LSD has been in use for increased personal awareness, spiritual epiphanies, and a host of serious medical conditions. But until recently any "benefits" were shrouded in official controversy. Harvard and a Norwegian university just came out with an analysis of previous studies showing that there are indeed benefits.
As Dr. Fadiman reveals, these are no secret to science. Before it was banned, LSD was "the most researched psychiatric drug on the planet," he claims. It was first synthesized in 1938 from ergot fungi growing on spoiled rye grain and is effective in miniscule doses of only millionths of a gram.
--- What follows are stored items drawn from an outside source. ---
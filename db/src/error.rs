//! Error taxonomy for the assessment lifecycle engine.
//!
//! All variants are terminal and non-retriable; handlers surface the message
//! verbatim and map each variant to a status code. Transient store failures
//! propagate unchanged through the `Db` variant.

use sea_orm::DbErr;
use thiserror::Error;

#[derive(Debug, Error)]
pub enum AssessmentError {
    /// Malformed or out-of-range input. No mutation was attempted.
    #[error("{0}")]
    Validation(String),

    /// Assessment, course, or submission absent.
    #[error("{0} not found")]
    NotFound(&'static str),

    /// Authorization denial, including the "not published" view denial.
    #[error("{0}")]
    Forbidden(String),

    /// Submitting against an assessment that has not been published.
    #[error("Assessment is not published")]
    NotPublished,

    /// The student already has a submission for this assessment.
    #[error("A submission already exists for this student")]
    DuplicateSubmission,

    /// Past the due date and late submissions are not allowed.
    #[error("Submissions are closed for this assessment")]
    SubmissionClosed,

    #[error(transparent)]
    Db(#[from] DbErr),
}

impl AssessmentError {
    pub fn forbidden(msg: impl Into<String>) -> Self {
        Self::Forbidden(msg.into())
    }

    pub fn validation(msg: impl Into<String>) -> Self {
        Self::Validation(msg.into())
    }
}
Mainstream researchers used LSD therapeutically to treat alcoholism, common neuroses, and even AUTISM before it was banned by the government in 1966. Among hardcore alcoholics there was a 50% success rate, with even higher efficacy rates in treating autism.
Curiously, the main effect of LSD occurs after the drug itself has left the body, Dr. Fadiman reveals. It is thought to work by opening up one's "awareness capacity," what Buddhists might call insight. Religious Studies scholar Dr. Huston Smith learned this after taking LSD and having an experience which confirmed what he understood to be at the core of all religious faiths:
"Psychedelics give you a kind of a different view of everything... they take you much more into observing your life," he concluded.
A recent study at UCLA demonstrates how this inner journey can help people diagnosed with terminal cancer. According to Dr. Fadiman a drug similar to LSD, natural psilocybin, has successfully treated anxiety in late-stage cancer patients.